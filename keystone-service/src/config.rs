//! Service Configuration Module
//!
//! Everything the process needs is read from `KEYSTONE_*` environment
//! variables with defaults suitable for development. Numeric values that
//! fail to parse fall back to their default; enumerated values (cache
//! backend, log format) must be spelled correctly. [`ServiceConfig::validate`]
//! rejects combinations the storage layer cannot honor.

use std::path::PathBuf;
use std::str::FromStr;
use std::time::Duration;

use keystone_core::ConfigError;
use keystone_storage::{AuditConfig, ChallengeConfig, RepositoryConfig};

use crate::constants::*;
use crate::db::DbConfig;

// ============================================================================
// ENUMERATED SETTINGS
// ============================================================================

/// Cache backend selected by `KEYSTONE_CACHE_BACKEND`.
#[derive(Debug, Clone, Copy, PartialEq, Eq, Default)]
pub enum CacheBackend {
    #[default]
    Memory,
    Lmdb,
}

impl FromStr for CacheBackend {
    type Err = ConfigError;

    fn from_str(s: &str) -> Result<Self, Self::Err> {
        match s.trim().to_lowercase().as_str() {
            "memory" => Ok(CacheBackend::Memory),
            "lmdb" => Ok(CacheBackend::Lmdb),
            other => Err(ConfigError::InvalidValue {
                field: "KEYSTONE_CACHE_BACKEND".to_string(),
                value: other.to_string(),
                reason: "expected memory or lmdb".to_string(),
            }),
        }
    }
}

/// Log output format selected by `KEYSTONE_LOG_FORMAT`.
#[derive(Debug, Clone, Copy, PartialEq, Eq, Default)]
pub enum LogFormat {
    #[default]
    Json,
    Pretty,
}

impl FromStr for LogFormat {
    type Err = ConfigError;

    fn from_str(s: &str) -> Result<Self, Self::Err> {
        match s.trim().to_lowercase().as_str() {
            "json" => Ok(LogFormat::Json),
            "pretty" => Ok(LogFormat::Pretty),
            other => Err(ConfigError::InvalidValue {
                field: "KEYSTONE_LOG_FORMAT".to_string(),
                value: other.to_string(),
                reason: "expected json or pretty".to_string(),
            }),
        }
    }
}

// ============================================================================
// CACHE SETTINGS
// ============================================================================

/// Cache backend and key-namespace settings.
#[derive(Debug, Clone, PartialEq, Eq)]
pub struct CacheSettings {
    pub backend: CacheBackend,
    /// Leading segment of every entity and challenge key.
    pub domain: String,
    /// LMDB directory (ignored by the memory backend).
    pub path: PathBuf,
    /// LMDB map size in megabytes (ignored by the memory backend).
    pub max_size_mb: usize,
    /// Interval between expired-entry sweeps.
    pub sweep_interval: Duration,
}

impl Default for CacheSettings {
    fn default() -> Self {
        Self {
            backend: CacheBackend::Memory,
            domain: DEFAULT_CACHE_DOMAIN.to_string(),
            path: PathBuf::from(DEFAULT_CACHE_PATH),
            max_size_mb: DEFAULT_CACHE_MAX_SIZE_MB,
            sweep_interval: Duration::from_secs(DEFAULT_CACHE_SWEEP_INTERVAL_SECS),
        }
    }
}

// ============================================================================
// SERVICE CONFIGURATION
// ============================================================================

/// Complete process configuration.
#[derive(Debug, Clone, Default)]
pub struct ServiceConfig {
    pub db: DbConfig,
    pub cache: CacheSettings,
    pub repository: RepositoryConfig,
    pub challenge: ChallengeConfig,
    pub audit: AuditConfig,
    pub log_format: LogFormat,
}

fn env_or<T: FromStr>(key: &str, default: T) -> T {
    std::env::var(key)
        .ok()
        .and_then(|s| s.parse().ok())
        .unwrap_or(default)
}

fn env_enum<T: FromStr<Err = ConfigError> + Default>(key: &str) -> Result<T, ConfigError> {
    match std::env::var(key) {
        Ok(raw) => raw.parse(),
        Err(_) => Ok(T::default()),
    }
}

impl ServiceConfig {
    /// Load configuration from environment variables and validate it.
    ///
    /// # Environment Variables
    /// - `KEYSTONE_DB_*`: see [`DbConfig::from_env`]
    /// - `KEYSTONE_CACHE_BACKEND`: `memory` or `lmdb` (default: memory)
    /// - `KEYSTONE_CACHE_DOMAIN`: key prefix (default: keystone)
    /// - `KEYSTONE_CACHE_PATH`: LMDB directory (default: ./data/cache)
    /// - `KEYSTONE_CACHE_MAX_SIZE_MB`: LMDB map size (default: 256)
    /// - `KEYSTONE_CACHE_SWEEP_INTERVAL_SECS`: expired-entry sweep (default: 60)
    /// - `KEYSTONE_CACHE_ENTRY_TTL_SECS`: positive entry TTL (default: 900)
    /// - `KEYSTONE_CACHE_NEGATIVE_TTL_SECS`: sentinel TTL (default: 60)
    /// - `KEYSTONE_CACHE_TIMEOUT_MS`: per cache call (default: 3000)
    /// - `KEYSTONE_STORE_TIMEOUT_MS`: per store call (default: 10000)
    /// - `KEYSTONE_CAPTCHA_SEND_WINDOW_SECS` (default: 60)
    /// - `KEYSTONE_CAPTCHA_VERIFY_WINDOW_SECS` (default: 300)
    /// - `KEYSTONE_CAPTCHA_MAX_ATTEMPTS` (default: 3)
    /// - `KEYSTONE_CAPTCHA_CODE_LENGTH` (default: 6)
    /// - `KEYSTONE_AUDIT_QUEUE_CAPACITY` (default: 1024)
    /// - `KEYSTONE_AUDIT_WRITE_TIMEOUT_MS` (default: 3000)
    /// - `KEYSTONE_LOG_FORMAT`: `json` or `pretty` (default: json)
    pub fn from_env() -> Result<Self, ConfigError> {
        let cache_timeout = Duration::from_millis(env_or(
            "KEYSTONE_CACHE_TIMEOUT_MS",
            DEFAULT_CACHE_TIMEOUT_MS,
        ));

        let cache = CacheSettings {
            backend: env_enum("KEYSTONE_CACHE_BACKEND")?,
            domain: std::env::var("KEYSTONE_CACHE_DOMAIN")
                .unwrap_or_else(|_| DEFAULT_CACHE_DOMAIN.to_string()),
            path: std::env::var("KEYSTONE_CACHE_PATH")
                .map(PathBuf::from)
                .unwrap_or_else(|_| PathBuf::from(DEFAULT_CACHE_PATH)),
            max_size_mb: env_or("KEYSTONE_CACHE_MAX_SIZE_MB", DEFAULT_CACHE_MAX_SIZE_MB),
            sweep_interval: Duration::from_secs(env_or(
                "KEYSTONE_CACHE_SWEEP_INTERVAL_SECS",
                DEFAULT_CACHE_SWEEP_INTERVAL_SECS,
            )),
        };

        let repository = RepositoryConfig::new()
            .with_entry_ttl(Duration::from_secs(env_or(
                "KEYSTONE_CACHE_ENTRY_TTL_SECS",
                DEFAULT_CACHE_ENTRY_TTL_SECS,
            )))
            .with_negative_ttl(Duration::from_secs(env_or(
                "KEYSTONE_CACHE_NEGATIVE_TTL_SECS",
                DEFAULT_CACHE_NEGATIVE_TTL_SECS,
            )))
            .with_cache_timeout(cache_timeout)
            .with_store_timeout(Duration::from_millis(env_or(
                "KEYSTONE_STORE_TIMEOUT_MS",
                DEFAULT_STORE_TIMEOUT_MS,
            )));

        let challenge = ChallengeConfig {
            send_window: Duration::from_secs(env_or(
                "KEYSTONE_CAPTCHA_SEND_WINDOW_SECS",
                DEFAULT_CAPTCHA_SEND_WINDOW_SECS,
            )),
            verify_window: Duration::from_secs(env_or(
                "KEYSTONE_CAPTCHA_VERIFY_WINDOW_SECS",
                DEFAULT_CAPTCHA_VERIFY_WINDOW_SECS,
            )),
            max_attempts: env_or("KEYSTONE_CAPTCHA_MAX_ATTEMPTS", DEFAULT_CAPTCHA_MAX_ATTEMPTS),
            code_length: env_or("KEYSTONE_CAPTCHA_CODE_LENGTH", DEFAULT_CAPTCHA_CODE_LENGTH),
            cache_timeout,
        };

        let audit = AuditConfig {
            capacity: env_or("KEYSTONE_AUDIT_QUEUE_CAPACITY", DEFAULT_AUDIT_QUEUE_CAPACITY),
            write_timeout: Duration::from_millis(env_or(
                "KEYSTONE_AUDIT_WRITE_TIMEOUT_MS",
                DEFAULT_AUDIT_WRITE_TIMEOUT_MS,
            )),
        };

        let config = Self {
            db: DbConfig::from_env(),
            cache,
            repository,
            challenge,
            audit,
            log_format: env_enum("KEYSTONE_LOG_FORMAT")?,
        };
        config.validate()?;
        Ok(config)
    }

    /// Check the configuration for values the storage layer cannot honor.
    pub fn validate(&self) -> Result<(), ConfigError> {
        let repo = &self.repository;
        let challenge = &self.challenge;

        if self.cache.domain.is_empty() {
            return Err(ConfigError::MissingRequired {
                field: "KEYSTONE_CACHE_DOMAIN".to_string(),
            });
        }
        if self.cache.domain.contains(':') {
            return Err(invalid(
                "KEYSTONE_CACHE_DOMAIN",
                &self.cache.domain,
                "must not contain ':'",
            ));
        }
        if self.cache.backend == CacheBackend::Lmdb && self.cache.max_size_mb == 0 {
            return Err(invalid("KEYSTONE_CACHE_MAX_SIZE_MB", "0", "must be at least 1"));
        }
        if self.cache.sweep_interval.is_zero() {
            return Err(invalid("KEYSTONE_CACHE_SWEEP_INTERVAL_SECS", "0", "must be positive"));
        }

        if repo.entry_ttl.is_zero() {
            return Err(invalid("KEYSTONE_CACHE_ENTRY_TTL_SECS", "0", "must be positive"));
        }
        if repo.negative_ttl.is_zero() {
            return Err(invalid("KEYSTONE_CACHE_NEGATIVE_TTL_SECS", "0", "must be positive"));
        }
        if repo.negative_ttl > repo.entry_ttl {
            return Err(ConfigError::IncompatibleOptions {
                option_a: format!("KEYSTONE_CACHE_NEGATIVE_TTL_SECS={}", repo.negative_ttl.as_secs()),
                option_b: format!("KEYSTONE_CACHE_ENTRY_TTL_SECS={}", repo.entry_ttl.as_secs()),
            });
        }
        if repo.cache_timeout.is_zero() {
            return Err(invalid("KEYSTONE_CACHE_TIMEOUT_MS", "0", "must be positive"));
        }
        if repo.store_timeout.is_zero() {
            return Err(invalid("KEYSTONE_STORE_TIMEOUT_MS", "0", "must be positive"));
        }

        if challenge.max_attempts == 0 {
            return Err(invalid("KEYSTONE_CAPTCHA_MAX_ATTEMPTS", "0", "must be at least 1"));
        }
        if challenge.send_window > challenge.verify_window {
            return Err(ConfigError::IncompatibleOptions {
                option_a: format!(
                    "KEYSTONE_CAPTCHA_SEND_WINDOW_SECS={}",
                    challenge.send_window.as_secs()
                ),
                option_b: format!(
                    "KEYSTONE_CAPTCHA_VERIFY_WINDOW_SECS={}",
                    challenge.verify_window.as_secs()
                ),
            });
        }
        if !(MIN_CAPTCHA_CODE_LENGTH..=MAX_CAPTCHA_CODE_LENGTH).contains(&challenge.code_length) {
            return Err(invalid(
                "KEYSTONE_CAPTCHA_CODE_LENGTH",
                &challenge.code_length.to_string(),
                &format!(
                    "must be between {} and {}",
                    MIN_CAPTCHA_CODE_LENGTH, MAX_CAPTCHA_CODE_LENGTH
                ),
            ));
        }

        if self.audit.capacity == 0 {
            return Err(invalid("KEYSTONE_AUDIT_QUEUE_CAPACITY", "0", "must be at least 1"));
        }
        if self.audit.write_timeout.is_zero() {
            return Err(invalid("KEYSTONE_AUDIT_WRITE_TIMEOUT_MS", "0", "must be positive"));
        }

        if self.db.max_size == 0 {
            return Err(invalid("KEYSTONE_DB_POOL_SIZE", "0", "must be at least 1"));
        }

        Ok(())
    }

    /// Timeout used by the deny-list guard: the same bound as any other
    /// cache call.
    pub fn deny_list_timeout(&self) -> Duration {
        self.repository.cache_timeout
    }
}

fn invalid(field: &str, value: &str, reason: &str) -> ConfigError {
    ConfigError::InvalidValue {
        field: field.to_string(),
        value: value.to_string(),
        reason: reason.to_string(),
    }
}
//! Error Types for the Keystone service
//!
//! This module maps the core error taxonomy onto stable, client-facing
//! codes:
//! - `ErrorCode` enum for categorizing errors
//! - `ServiceError` struct for structured error payloads
//!
//! Every code carries a retry hint so callers can tell a conflict or a
//! rate limit from a wrong answer.

use keystone_core::{
    CacheError, ChallengeError, ConfigError, KeystoneError, StoreError, ValidationError,
};
use serde::{Deserialize, Serialize};
use std::fmt;

// ============================================================================
// ERROR CODE ENUM
// ============================================================================

/// Client-facing error codes.
#[derive(Debug, Clone, Copy, PartialEq, Eq, Hash, Serialize, Deserialize)]
#[serde(rename_all = "SCREAMING_SNAKE_CASE")]
pub enum ErrorCode {
    // ========================================================================
    // Records
    // ========================================================================
    /// Requested record does not exist
    EntityNotFound,

    /// Record was modified since the caller read it
    VersionConflict,

    /// Record with the same id already exists
    EntityAlreadyExists,

    // ========================================================================
    // Challenges
    // ========================================================================
    /// A code was sent too recently
    RateLimited,

    /// No active challenge for this subject and purpose
    ChallengeNotFound,

    /// Too many wrong answers
    ChallengeBlocked,

    /// Wrong answer, attempts remain
    ChallengeIncorrect,

    /// Challenge state is damaged
    ChallengeInconsistent,

    // ========================================================================
    // Input
    // ========================================================================
    /// Request validation failed
    ValidationFailed,

    /// Configuration is invalid
    InvalidConfiguration,

    // ========================================================================
    // Infrastructure
    // ========================================================================
    /// Database operation failed
    DatabaseError,

    /// Database or cache is unreachable
    ServiceUnavailable,

    /// Operation timed out
    Timeout,

    /// Internal error
    InternalError,
}

impl ErrorCode {
    /// HTTP status a transport layer should use for this code.
    pub fn http_status(&self) -> u16 {
        match self {
            ErrorCode::EntityNotFound | ErrorCode::ChallengeNotFound => 404,
            ErrorCode::VersionConflict | ErrorCode::EntityAlreadyExists => 409,
            ErrorCode::RateLimited | ErrorCode::ChallengeBlocked => 429,
            ErrorCode::ChallengeIncorrect | ErrorCode::ValidationFailed => 400,
            ErrorCode::ServiceUnavailable => 503,
            ErrorCode::Timeout => 504,
            ErrorCode::ChallengeInconsistent
            | ErrorCode::InvalidConfiguration
            | ErrorCode::DatabaseError
            | ErrorCode::InternalError => 500,
        }
    }

    /// Get a default message for this error code.
    pub fn default_message(&self) -> &'static str {
        match self {
            ErrorCode::EntityNotFound => "Record not found",
            ErrorCode::VersionConflict => "Record was modified by another request",
            ErrorCode::EntityAlreadyExists => "Record already exists",
            ErrorCode::RateLimited => "A code was sent recently, try again later",
            ErrorCode::ChallengeNotFound => "No active verification code",
            ErrorCode::ChallengeBlocked => "Too many failed attempts",
            ErrorCode::ChallengeIncorrect => "Verification code incorrect",
            ErrorCode::ChallengeInconsistent => "Verification state is inconsistent",
            ErrorCode::ValidationFailed => "Request validation failed",
            ErrorCode::InvalidConfiguration => "Invalid configuration",
            ErrorCode::DatabaseError => "Database operation failed",
            ErrorCode::ServiceUnavailable => "Service temporarily unavailable",
            ErrorCode::Timeout => "Operation timed out",
            ErrorCode::InternalError => "Internal error",
        }
    }

    /// Whether repeating the same request can succeed without the caller
    /// changing anything.
    ///
    /// A version conflict needs a fresh read first, and a rate limit or
    /// block needs time to pass, so neither counts.
    pub fn retryable(&self) -> bool {
        matches!(
            self,
            ErrorCode::ChallengeIncorrect
                | ErrorCode::ServiceUnavailable
                | ErrorCode::Timeout
                | ErrorCode::DatabaseError
        )
    }
}

impl fmt::Display for ErrorCode {
    fn fmt(&self, f: &mut fmt::Formatter<'_>) -> fmt::Result {
        write!(f, "{:?}", self)
    }
}

// ============================================================================
// SERVICE ERROR STRUCT
// ============================================================================

/// Structured error returned across the service boundary.
#[derive(Debug, Clone, PartialEq, Serialize, Deserialize)]
pub struct ServiceError {
    pub code: ErrorCode,
    pub message: String,
    #[serde(skip_serializing_if = "Option::is_none")]
    pub details: Option<serde_json::Value>,
}

impl ServiceError {
    pub fn new(code: ErrorCode, message: impl Into<String>) -> Self {
        Self {
            code,
            message: message.into(),
            details: None,
        }
    }

    /// Create an error carrying the code's default message.
    pub fn from_code(code: ErrorCode) -> Self {
        Self {
            code,
            message: code.default_message().to_string(),
            details: None,
        }
    }

    pub fn with_details(mut self, details: serde_json::Value) -> Self {
        self.details = Some(details);
        self
    }

    pub fn retryable(&self) -> bool {
        self.code.retryable()
    }

    pub fn database_error(message: impl Into<String>) -> Self {
        Self::new(ErrorCode::DatabaseError, message)
    }

    pub fn internal_error(message: impl Into<String>) -> Self {
        Self::new(ErrorCode::InternalError, message)
    }

    pub fn invalid_configuration(message: impl Into<String>) -> Self {
        Self::new(ErrorCode::InvalidConfiguration, message)
    }
}

impl fmt::Display for ServiceError {
    fn fmt(&self, f: &mut fmt::Formatter<'_>) -> fmt::Result {
        write!(f, "{}: {}", self.code, self.message)
    }
}

impl std::error::Error for ServiceError {}

// ============================================================================
// CONVERSIONS FROM CORE ERRORS
// ============================================================================

impl From<KeystoneError> for ServiceError {
    fn from(err: KeystoneError) -> Self {
        match err {
            KeystoneError::NotFound { kind, id } => {
                ServiceError::new(ErrorCode::EntityNotFound, format!("{} {} not found", kind, id))
                    .with_details(serde_json::json!({ "kind": kind, "id": id }))
            }
            KeystoneError::VersionConflict { kind, id, expected } => ServiceError::new(
                ErrorCode::VersionConflict,
                format!("{} {} was modified by another request", kind, id),
            )
            .with_details(serde_json::json!({
                "kind": kind,
                "id": id,
                "expected_version": expected,
            })),
            KeystoneError::Store(e) => e.into(),
            KeystoneError::Challenge(e) => e.into(),
            KeystoneError::Validation(e) => e.into(),
            KeystoneError::Config(e) => e.into(),
        }
    }
}

impl From<StoreError> for ServiceError {
    fn from(err: StoreError) -> Self {
        match &err {
            StoreError::Duplicate { .. } => {
                ServiceError::new(ErrorCode::EntityAlreadyExists, err.to_string())
            }
            StoreError::InvalidPatch { .. } => {
                ServiceError::new(ErrorCode::ValidationFailed, err.to_string())
            }
            StoreError::Timeout { .. } => ServiceError::new(ErrorCode::Timeout, err.to_string()),
            StoreError::Unavailable { .. } => {
                ServiceError::new(ErrorCode::ServiceUnavailable, err.to_string())
            }
            StoreError::CorruptRow { .. } | StoreError::LockPoisoned => {
                tracing::error!(error = %err, "Durable store fault");
                ServiceError::from_code(ErrorCode::InternalError)
            }
            StoreError::Backend { .. } => {
                // Keep driver details out of client messages.
                tracing::error!(error = %err, "Database error");
                ServiceError::from_code(ErrorCode::DatabaseError)
            }
        }
    }
}

impl From<ChallengeError> for ServiceError {
    fn from(err: ChallengeError) -> Self {
        match err {
            ChallengeError::RateLimited => ServiceError::from_code(ErrorCode::RateLimited),
            ChallengeError::NotFound => ServiceError::from_code(ErrorCode::ChallengeNotFound),
            ChallengeError::Blocked => ServiceError::from_code(ErrorCode::ChallengeBlocked),
            ChallengeError::Incorrect => ServiceError::from_code(ErrorCode::ChallengeIncorrect),
            ChallengeError::Inconsistent { ref key } => {
                tracing::error!(key = %key, "Challenge record without expiry");
                ServiceError::from_code(ErrorCode::ChallengeInconsistent)
            }
            ChallengeError::UnexpectedResult { ref script, code } => {
                tracing::error!(script = %script, code, "Unexpected challenge script result");
                ServiceError::from_code(ErrorCode::InternalError)
            }
            ChallengeError::InvalidInput { field, reason } => ServiceError::new(
                ErrorCode::ValidationFailed,
                format!("Invalid {}: {}", field, reason),
            ),
            ChallengeError::Cache(e) => e.into(),
        }
    }
}

impl From<CacheError> for ServiceError {
    fn from(err: CacheError) -> Self {
        tracing::warn!(error = %err, "Cache error surfaced to caller");
        match err {
            CacheError::Timeout { .. } => ServiceError::from_code(ErrorCode::Timeout),
            _ => ServiceError::from_code(ErrorCode::ServiceUnavailable),
        }
    }
}

impl From<ValidationError> for ServiceError {
    fn from(err: ValidationError) -> Self {
        ServiceError::new(ErrorCode::ValidationFailed, err.to_string())
    }
}

impl From<ConfigError> for ServiceError {
    fn from(err: ConfigError) -> Self {
        ServiceError::invalid_configuration(err.to_string())
    }
}

/// Convert from deadpool_postgres::PoolError to ServiceError.
impl From<deadpool_postgres::PoolError> for ServiceError {
    fn from(err: deadpool_postgres::PoolError) -> Self {
        tracing::error!("Connection pool error: {:?}", err);

        match err {
            deadpool_postgres::PoolError::Timeout(_) => {
                ServiceError::new(ErrorCode::ServiceUnavailable, "Database connection pool exhausted")
            }
            deadpool_postgres::PoolError::Closed => {
                ServiceError::new(ErrorCode::ServiceUnavailable, "Database connection pool is closed")
            }
            _ => ServiceError::database_error("Failed to acquire database connection"),
        }
    }
}

// ============================================================================
// RESULT TYPE ALIAS
// ============================================================================

/// Result type alias for service operations.
pub type ServiceResult<T> = Result<T, ServiceError>;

==*==

▸ **Problem requirements**
When a line in the data contains the string "ChallengeBlocked", copy that line.

▸ **Solution for this problem**
    ChallengeBlocked,
            ErrorCode::RateLimited | ErrorCode::ChallengeBlocked => 429,
            ErrorCode::ChallengeBlocked => "Too many failed attempts",
            ChallengeError::Blocked => ServiceError::from_code(ErrorCode::ChallengeBlocked),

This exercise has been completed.